**Record set**:
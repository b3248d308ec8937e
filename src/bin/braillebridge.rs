//! CLI binary for braillebridge.
//!
//! A thin shim over the library crate: registers a local file as a document,
//! runs one conversion against a file-system blob store and prints the
//! artifact references.

use anyhow::{Context, Result};
use braillebridge::{
    extract_file, ArtifactKind, ConversionConfig, ConversionProgressCallback, Converter,
    FsBlobStore, MemoryDocumentStore, ProgressCallback, Stage,
};
use clap::{Parser, Subcommand};
use indicatif::{ProgressBar, ProgressStyle};
use std::collections::HashMap;
use std::io::{self, Write};
use std::path::{Path, PathBuf};
use std::sync::atomic::{AtomicUsize, Ordering};
use std::sync::{Arc, Mutex};
use std::time::{Duration, Instant};
use tracing_subscriber::EnvFilter;

// ── ANSI colour helpers ──────────────────────────────────────────────────────

fn green(s: &str) -> String {
    format!("\x1b[32m{s}\x1b[0m")
}
fn red(s: &str) -> String {
    format!("\x1b[31m{s}\x1b[0m")
}
fn dim(s: &str) -> String {
    format!("\x1b[2m{s}\x1b[0m")
}
fn bold(s: &str) -> String {
    format!("\x1b[1m{s}\x1b[0m")
}
fn cyan(s: &str) -> String {
    format!("\x1b[36m{s}\x1b[0m")
}

const TICKS: &[&str] = &["⠋", "⠙", "⠹", "⠸", "⠼", "⠴", "⠦", "⠧", "⠇", "⠏", "⠿"];

// ── CLI progress callback using indicatif ────────────────────────────────────

/// Spinner while fetching, extracting and translating; a chunk counter bar
/// once speech synthesis starts. Chunks may finish out of order.
struct CliProgressCallback {
    bar: ProgressBar,
    start_times: Mutex<HashMap<usize, Instant>>,
    bar_active: AtomicUsize,
    errors: AtomicUsize,
}

impl CliProgressCallback {
    fn new() -> Arc<Self> {
        let bar = ProgressBar::new(0);
        let spinner_style = ProgressStyle::with_template("{spinner:.cyan} {prefix:.bold}  {msg}")
            .unwrap_or_else(|_| ProgressStyle::default_spinner())
            .tick_strings(TICKS);
        bar.set_style(spinner_style);
        bar.set_prefix("Preparing");
        bar.enable_steady_tick(Duration::from_millis(80));

        Arc::new(Self {
            bar,
            start_times: Mutex::new(HashMap::new()),
            bar_active: AtomicUsize::new(0),
            errors: AtomicUsize::new(0),
        })
    }

    /// Switch to the counter style the first time the chunk total is known.
    fn activate_bar(&self, total: usize) {
        if self.bar_active.swap(1, Ordering::SeqCst) == 1 {
            return;
        }
        let style = ProgressStyle::with_template(
            "{spinner:.cyan} {prefix:.bold}  \
             [{bar:42.green/238}] {pos:>3}/{len} chunks  \
             ⏱ {elapsed_precise}  ETA {eta_precise}",
        )
        .unwrap_or_else(|_| ProgressStyle::default_bar())
        .progress_chars("█▉▊▋▌▍▎▏  ")
        .tick_strings(TICKS);

        self.bar.set_length(total as u64);
        self.bar.set_style(style);
        self.bar.set_prefix("Speaking");
        self.bar.reset_eta();
    }

    fn elapsed_secs(&self, index: usize) -> f64 {
        self.start_times
            .lock()
            .unwrap_or_else(|e| e.into_inner())
            .remove(&index)
            .map(|t| t.elapsed().as_secs_f64())
            .unwrap_or(0.0)
    }
}

impl ConversionProgressCallback for CliProgressCallback {
    fn on_conversion_start(&self, document_id: &str, kind: ArtifactKind) {
        self.bar.println(format!(
            "{} {}",
            cyan("◆"),
            bold(&format!("Starting {kind} conversion of {document_id}…"))
        ));
    }

    fn on_stage(&self, stage: Stage) {
        self.bar.set_message(stage.to_string());
    }

    fn on_chunk_start(&self, index: usize, total: usize) {
        self.activate_bar(total);
        self.start_times
            .lock()
            .unwrap_or_else(|e| e.into_inner())
            .insert(index, Instant::now());
    }

    fn on_chunk_complete(&self, index: usize, total: usize, audio_len: usize) {
        let secs = self.elapsed_secs(index);
        self.bar.println(format!(
            "  {} Chunk {:>3}/{:<3}  {:<8}  {}",
            green("✓"),
            index + 1,
            total,
            dim(&format!("{audio_len:>6} bytes")),
            dim(&format!("{secs:.1}s")),
        ));
        self.bar.inc(1);
    }

    fn on_chunk_error(&self, index: usize, total: usize, error: &str) {
        let secs = self.elapsed_secs(index);
        self.errors.fetch_add(1, Ordering::SeqCst);

        let msg: String = if error.chars().count() > 80 {
            format!("{}\u{2026}", error.chars().take(79).collect::<String>())
        } else {
            error.to_string()
        };
        self.bar.println(format!(
            "  {} Chunk {:>3}/{:<3}  {}  {}",
            red("✗"),
            index + 1,
            total,
            red(&msg),
            dim(&format!("{secs:.1}s")),
        ));
        self.bar.inc(1);
    }

    fn on_conversion_complete(&self, _document_id: &str, kind: ArtifactKind) {
        self.bar.finish_and_clear();
        eprintln!("{} {} artifact stored", green("✔"), bold(&kind.to_string()));
    }
}

impl CliProgressCallback {
    /// Clear the bar after a failed conversion.
    fn abandon(&self) {
        if !self.bar.is_finished() {
            self.bar.finish_and_clear();
        }
        let errors = self.errors.load(Ordering::SeqCst);
        if errors > 0 {
            eprintln!("{} {} chunk(s) failed", red("✘"), errors);
        }
    }
}

const AFTER_HELP: &str = r#"EXAMPLES:
  # Contracted + uncontracted Braille, printed to stdout
  braillebridge braille --print letter.docx

  # Speech, slowed down, in French
  braillebridge speech --lang fr --slow notes.pdf

  # Plain text only
  braillebridge extract report.pdf > report.txt

  # Machine-readable result
  braillebridge braille --json letter.txt

ENVIRONMENT VARIABLES:
  BRAILLEBRIDGE_STORE_DIR      Artifact store directory
  BRAILLEBRIDGE_LOU_TRANSLATE  lou_translate executable
  BRAILLEBRIDGE_TABLE          Liblouis table for contracted output
  BRAILLEBRIDGE_LANG           Speech language
  BRAILLEBRIDGE_MAX_UPLOAD_MB  Largest accepted input file (default 50)
  LOUIS_TABLEPATH              Where liblouis looks up bare table names
  PDFIUM_LIB_PATH              Path to libpdfium (file or directory)
  RUST_LOG                     Log filter, overrides --verbose / --quiet

NOTES:
  Without lou_translate on PATH, Braille is produced with a built-in
  letter-by-letter table: readable, but uncontracted in both files.
"#;

/// Convert documents to Braille and speech.
#[derive(Parser, Debug)]
#[command(
    name = "braillebridge",
    version,
    about = "Convert PDF, Word and text documents to Braille and speech",
    arg_required_else_help = true,
    color = clap::ColorChoice::Auto,
    after_long_help = AFTER_HELP
)]
struct Cli {
    #[command(subcommand)]
    command: Command,

    /// Directory that holds uploaded sources and artifacts.
    #[arg(long, global = true, env = "BRAILLEBRIDGE_STORE_DIR", default_value = "./braillebridge-store")]
    store_dir: PathBuf,

    /// Owner the document is registered under; scopes Braille artifact keys.
    #[arg(long, global = true, env = "BRAILLEBRIDGE_OWNER", default_value = "local")]
    owner: String,

    /// `lou_translate` executable (path or name on PATH).
    #[arg(long, global = true, env = "BRAILLEBRIDGE_LOU_TRANSLATE", default_value = "lou_translate")]
    lou_translate: PathBuf,

    /// Liblouis table for contracted output.
    #[arg(long, global = true, env = "BRAILLEBRIDGE_TABLE", default_value = "en-us-g2.ctb")]
    table: PathBuf,

    /// Speech language code.
    #[arg(long, global = true, env = "BRAILLEBRIDGE_LANG", default_value = "en")]
    lang: String,

    /// Slowed-down speech.
    #[arg(long, global = true, env = "BRAILLEBRIDGE_SLOW")]
    slow: bool,

    /// Maximum characters per speech request (20–5000).
    #[arg(long, global = true, env = "BRAILLEBRIDGE_CHUNK_LIMIT", default_value_t = 200)]
    chunk_limit: usize,

    /// Number of concurrent speech requests.
    #[arg(short, long, global = true, env = "BRAILLEBRIDGE_CONCURRENCY", default_value_t = 4)]
    concurrency: usize,

    /// Base URL of the TTS endpoint.
    #[arg(long, global = true, env = "BRAILLEBRIDGE_TTS_HOST", default_value = "https://translate.google.com")]
    tts_host: String,

    /// Largest accepted input file in MiB.
    #[arg(long, global = true, env = "BRAILLEBRIDGE_MAX_UPLOAD_MB", default_value_t = 50)]
    max_upload_mb: u64,

    /// Per-chunk speech request timeout in seconds.
    #[arg(long, global = true, env = "BRAILLEBRIDGE_API_TIMEOUT", default_value_t = 30)]
    api_timeout: u64,

    /// Print the Braille text to stdout.
    #[arg(long, global = true, env = "BRAILLEBRIDGE_PRINT")]
    print: bool,

    /// Output the conversion result as JSON.
    #[arg(long, global = true, env = "BRAILLEBRIDGE_JSON")]
    json: bool,

    /// Disable progress display.
    #[arg(long, global = true, env = "BRAILLEBRIDGE_NO_PROGRESS")]
    no_progress: bool,

    /// Enable DEBUG-level tracing logs.
    #[arg(short, long, global = true, env = "BRAILLEBRIDGE_VERBOSE")]
    verbose: bool,

    /// Suppress all output except errors.
    #[arg(short, long, global = true, env = "BRAILLEBRIDGE_QUIET")]
    quiet: bool,
}

#[derive(Subcommand, Debug)]
enum Command {
    /// Convert a file to contracted and uncontracted Braille.
    Braille { file: PathBuf },
    /// Convert a file to one MP3 file.
    Speech { file: PathBuf },
    /// Print the text extracted from a file.
    Extract { file: PathBuf },
}

#[tokio::main]
async fn main() -> Result<()> {
    let cli = Cli::parse();

    // ── Logging setup ────────────────────────────────────────────────────
    // INFO-level library logs would fight with the progress bar.
    let show_progress = !cli.quiet && !cli.no_progress && !cli.json;
    let filter = if cli.verbose {
        "debug"
    } else if cli.quiet || show_progress {
        "error"
    } else {
        "info"
    };

    tracing_subscriber::fmt()
        .with_env_filter(
            EnvFilter::try_from_default_env().unwrap_or_else(|_| EnvFilter::new(filter)),
        )
        .with_writer(io::stderr)
        .init();

    let (kind, file) = match &cli.command {
        Command::Extract { file } => {
            let text = extract_file(file)
                .await
                .with_context(|| format!("Failed to extract text from {}", file.display()))?;
            write_stdout(&text)?;
            return Ok(());
        }
        Command::Braille { file } => (ArtifactKind::Braille, file.clone()),
        Command::Speech { file } => (ArtifactKind::Speech, file.clone()),
    };

    // ── Build config ─────────────────────────────────────────────────────
    let progress = show_progress.then(CliProgressCallback::new);
    let config = build_config(&cli, progress.clone().map(|cb| cb as ProgressCallback))?;

    // ── Register the file as a document ──────────────────────────────────
    let blobs = Arc::new(
        FsBlobStore::new(&cli.store_dir, config.download_timeout_secs)
            .context("Failed to open the artifact store")?,
    );
    let documents = Arc::new(MemoryDocumentStore::new());
    let converter =
        Converter::from_config(blobs, documents, config).context("Invalid configuration")?;
    let document_id = register(&converter, &file, &cli.owner).await?;

    // ── Run conversion ───────────────────────────────────────────────────
    let result = run(&cli, &converter, kind, &document_id).await;
    if let Some(cb) = progress {
        if result.is_err() {
            cb.abandon();
        }
    }
    result
}

async fn run(
    cli: &Cli,
    converter: &Converter,
    kind: ArtifactKind,
    document_id: &str,
) -> Result<()> {
    match kind {
        ArtifactKind::Braille => {
            let output = converter
                .convert_to_braille(document_id, &cli.owner)
                .await
                .context("Braille conversion failed")?;

            if cli.json {
                println!(
                    "{}",
                    serde_json::to_string_pretty(&output).context("Failed to serialise output")?
                );
                return Ok(());
            }
            if cli.print {
                write_stdout(&output.contracted)?;
            }
            if !cli.quiet {
                eprintln!("   contracted    {}", bold(&output.contracted_ref.url));
                eprintln!("   uncontracted  {}", bold(&output.uncontracted_ref.url));
                eprintln!(
                    "   {} chars in  /  {} cells out  —  {}ms total",
                    dim(&output.stats.text_chars.to_string()),
                    dim(&output.contracted.chars().count().to_string()),
                    output.stats.total_ms,
                );
            }
        }
        ArtifactKind::Speech => {
            let output = converter
                .convert_to_speech(document_id, &cli.owner)
                .await
                .context("Speech conversion failed")?;

            if cli.json {
                println!(
                    "{}",
                    serde_json::to_string_pretty(&output).context("Failed to serialise output")?
                );
                return Ok(());
            }
            if !cli.quiet {
                eprintln!("   audio  {}", bold(&output.audio_ref.url));
                eprintln!(
                    "   {} chunks  /  {} bytes  —  {}ms total",
                    dim(&output.chunk_count.to_string()),
                    dim(&output.byte_len.to_string()),
                    output.stats.total_ms,
                );
            }
        }
    }
    Ok(())
}

/// Upload `file` through the converter and return the new document id.
async fn register(converter: &Converter, file: &Path, owner: &str) -> Result<String> {
    let bytes = tokio::fs::read(file)
        .await
        .with_context(|| format!("Failed to read {}", file.display()))?;
    let file_name = file
        .file_name()
        .map(|n| n.to_string_lossy().to_string())
        .with_context(|| format!("{} has no file name", file.display()))?;

    let document = converter
        .upload(owner, &file_name, bytes)
        .await
        .with_context(|| format!("Failed to upload {}", file.display()))?;
    Ok(document.id)
}

/// Map CLI args to `ConversionConfig`.
fn build_config(cli: &Cli, progress: Option<ProgressCallback>) -> Result<ConversionConfig> {
    let mut builder = ConversionConfig::builder()
        .lou_translate(cli.lou_translate.clone())
        .braille_table(cli.table.clone())
        .language(cli.lang.clone())
        .slow_speech(cli.slow)
        .chunk_limit(cli.chunk_limit)
        .concurrency(cli.concurrency)
        .tts_host(cli.tts_host.clone())
        .api_timeout_secs(cli.api_timeout)
        .max_upload_bytes(cli.max_upload_mb.saturating_mul(1024 * 1024));

    if let Some(cb) = progress {
        builder = builder.progress_callback(cb);
    }

    builder.build().context("Invalid configuration")
}

fn write_stdout(text: &str) -> Result<()> {
    let stdout = io::stdout();
    let mut handle = stdout.lock();
    handle
        .write_all(text.as_bytes())
        .context("Failed to write to stdout")?;
    if !text.ends_with('\n') {
        handle.write_all(b"\n").ok();
    }
    Ok(())
}
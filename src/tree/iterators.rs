use crate::tree::datastore::DKTree;

/// An iterator over the live row/column indices of a DKTree, in increasing
/// order.
#[derive(Debug, Clone)]
pub struct Entries<'a> {
  free: &'a [usize],
  next: usize,
  end: usize,
}
impl<'a> Entries<'a> {
  pub(crate) fn new(tree: &'a DKTree) -> Self {
    Entries {
      free: tree.free_columns(),
      next: 0,
      end: tree.first_free_column(),
    }
  }
}
impl<'a> Iterator for Entries<'a> {
  type Item = usize;
  fn next(&mut self) -> Option<Self::Item> {
    while self.next < self.end {
      let index = self.next;
      self.next += 1;
      /* Both sequences ascend, so the freed indices are consumed in step */
      match self.free.first() {
        Some(&freed) if freed == index => self.free = &self.free[1..],
        _ => return Some(index),
      }
    }
    None
  }
  fn size_hint(&self) -> (usize, Option<usize>) {
    let len = self.end - self.next - self.free.len();
    (len, Some(len))
  }
}
impl ExactSizeIterator for Entries<'_> {}
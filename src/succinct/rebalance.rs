use {
  tracing::debug,
  crate::bit_vector::BitVector,
  super::{
    Counts, SuccinctTree,
    node::{Entry, Node, NodeId},
  },
};

/* Keeping every non-root node within its size bounds */
impl<C: Counts> SuccinctTree<C> {
  fn max_size(&self, id: NodeId) -> usize {
    if self.is_leaf(id) { self.config.leaf_size_max() }
    else { self.config.node_size_max }
  }
  fn min_size(&self, id: NodeId) -> usize {
    if self.is_leaf(id) { self.config.leaf_size_min() }
    else { self.config.node_size_min() }
  }
  /// Called after `id` grew by one unit: spills a unit to a sibling with
  /// room to spare, or splits `id` in two.
  pub(crate) fn check_size_upper(&mut self, id: NodeId) {
    let max = self.max_size(id);
    if self.size(id) <= max { return }
    let parent = match self.node(id).parent {
      Some(parent) => parent,
      None => return self.split(id),
    };
    let index = self.node(id).index_in_parent;
    let siblings = self.entries(parent).len();
    if index > 0 {
      let left = self.entries(parent)[index - 1].child;
      if self.size(left) < max {
        return self.shift_left(parent, index - 1)
      }
    }
    if index + 1 < siblings {
      let right = self.entries(parent)[index + 1].child;
      if self.size(right) < max {
        return self.shift_right(parent, index)
      }
    }
    self.split(id)
  }
  /// Called after `id` shrank by one unit: steals a unit from a sibling
  /// which can spare one, or merges `id` with a sibling.
  pub(crate) fn check_size_lower(&mut self, id: NodeId) {
    let parent = match self.node(id).parent {
      Some(parent) => parent,
      None => {
        if !self.is_leaf(id) && self.size(id) == 1 {
          self.collapse_root(id);
        }
        return
      },
    };
    let min = self.min_size(id);
    if self.size(id) >= min { return }
    let index = self.node(id).index_in_parent;
    let siblings = self.entries(parent).len();
    if index > 0 {
      let left = self.entries(parent)[index - 1].child;
      if self.size(left) > min {
        return self.shift_right(parent, index - 1)
      }
    }
    if index + 1 < siblings {
      let right = self.entries(parent)[index + 1].child;
      if self.size(right) > min {
        return self.shift_left(parent, index)
      }
    }
    self.merge(parent, index)
  }
  /// Moves the first unit of child `left + 1` of `parent` to the end of
  /// child `left`.
  fn shift_left(&mut self, parent: NodeId, left: usize) {
    let from = self.entries(parent)[left + 1].child;
    let to = self.entries(parent)[left].child;
    let moved = if self.is_leaf(from) {
      let block = self.config.block();
      let first = BitVector::from_range(self.leaf_bits(from), 0, block);
      self.leaf_bits_mut(from).erase(0, block);
      self.leaf_bits_mut(to).append(&first, 0, block);
      C::of(&first, 0, block)
    }
    else {
      let entry = self.entries_mut(from).remove(0);
      self.entries_mut(to).push(entry);
      let last = self.entries(to).len() - 1;
      self.reindex(from, 0);
      self.reindex(to, last);
      entry.counts
    };
    let entries = self.entries_mut(parent);
    entries[left].counts += moved;
    entries[left + 1].counts -= moved;
  }
  /// Moves the last unit of child `left` of `parent` to the start of child
  /// `left + 1`.
  fn shift_right(&mut self, parent: NodeId, left: usize) {
    let from = self.entries(parent)[left].child;
    let to = self.entries(parent)[left + 1].child;
    let moved = if self.is_leaf(from) {
      let block = self.config.block();
      let len = self.leaf_bits(from).len();
      let last = BitVector::from_range(self.leaf_bits(from), len - block, len);
      self.leaf_bits_mut(from).erase(len - block, len);
      self.leaf_bits_mut(to).insert_from(0, &last, 0, block);
      C::of(&last, 0, block)
    }
    else {
      let entry = match self.entries_mut(from).pop() {
        Some(entry) => entry,
        None => unreachable!("shifting out of an empty node {:?}", from),
      };
      self.entries_mut(to).insert(0, entry);
      self.reindex(to, 0);
      entry.counts
    };
    let entries = self.entries_mut(parent);
    entries[left].counts -= moved;
    entries[left + 1].counts += moved;
  }
  /// Moves the upper half of `id` into a new right sibling.
  fn split(&mut self, id: NodeId) {
    let (sibling, moved) = if self.is_leaf(id) {
      let block = self.config.block();
      let bv = self.leaf_bits_mut(id);
      let len = bv.len();
      let mid = (len / block / 2) * block;
      let upper = BitVector::from_range(bv, mid, len);
      bv.erase(mid, len);
      let moved = C::of(&upper, 0, upper.len());
      (self.alloc(Node::leaf(upper)), moved)
    }
    else {
      let half = self.size(id) / 2;
      let upper = self.entries_mut(id).split_off(half);
      let mut moved = C::default();
      for entry in upper.iter() { moved += entry.counts; }
      let sibling = self.alloc(Node::internal(upper));
      self.reindex(sibling, 0);
      (sibling, moved)
    };
    match self.node(id).parent {
      None => {
        let lower = self.counts_of(id);
        let root = self.alloc(Node::internal(vec![
          Entry { counts: lower, child: id },
          Entry { counts: moved, child: sibling },
        ]));
        self.reindex(root, 0);
        self.root = root;
        debug!(height = self.height(), bits = self.bits(), "succinct tree grew a level");
      },
      Some(parent) => {
        let index = self.node(id).index_in_parent;
        let entries = self.entries_mut(parent);
        entries[index].counts -= moved;
        entries.insert(index + 1, Entry { counts: moved, child: sibling });
        self.reindex(parent, index + 1);
        self.check_size_upper(parent);
      },
    }
  }
  /// Merges child `index` of `parent` with an adjacent sibling, the left one
  /// when there is one.
  fn merge(&mut self, parent: NodeId, index: usize) {
    let left = if index > 0 { index - 1 } else { index };
    let into = self.entries(parent)[left].child;
    let from = self.entries(parent)[left + 1].child;
    if self.is_leaf(into) {
      let bits = std::mem::replace(self.leaf_bits_mut(from), BitVector::new(0));
      self.leaf_bits_mut(into).append(&bits, 0, bits.len());
    }
    else {
      let absorbed = std::mem::take(self.entries_mut(from));
      let start = self.entries(into).len();
      self.entries_mut(into).extend(absorbed);
      self.reindex(into, start);
    }
    let entries = self.entries_mut(parent);
    let moved = entries[left + 1].counts;
    entries[left].counts += moved;
    entries.remove(left + 1);
    self.reindex(parent, left + 1);
    self.release(from);
    self.check_size_lower(parent);
  }
  /// Replaces an internal root holding a single child by that child.
  fn collapse_root(&mut self, root: NodeId) {
    let child = self.entries(root)[0].child;
    let node = self.node_mut(child);
    node.parent = None;
    node.index_in_parent = 0;
    self.root = child;
    self.release(root);
    debug!(height = self.height(), bits = self.bits(), "succinct tree lost a level");
    self.check_size_lower(child);
  }
}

**Task details**:
Using the entries shown above, reproduce verbatim the lines from the line bearing "fn size_hint(&self) ->" to the line bearing "to spare, or", inclusive.

**Solution**:
  fn size_hint(&self) -> (usize, Option<usize>) {
    let len = self.end - self.next - self.free.len();
    (len, Some(len))
  }
}
impl ExactSizeIterator for Entries<'_> {}
filename src/succinct/rebalance.rs
use {
  tracing::debug,
  crate::bit_vector::BitVector,
  super::{
    Counts, SuccinctTree,
    node::{Entry, Node, NodeId},
  },
};

/* Keeping every non-root node within its size bounds */
impl<C: Counts> SuccinctTree<C> {
  fn max_size(&self, id: NodeId) -> usize {
    if self.is_leaf(id) { self.config.leaf_size_max() }
    else { self.config.node_size_max }
  }
  fn min_size(&self, id: NodeId) -> usize {
    if self.is_leaf(id) { self.config.leaf_size_min() }
    else { self.config.node_size_min() }
  }
  /// Called after `id` grew by one unit: spills a unit to a sibling with
  /// room to spare, or splits `id` in two.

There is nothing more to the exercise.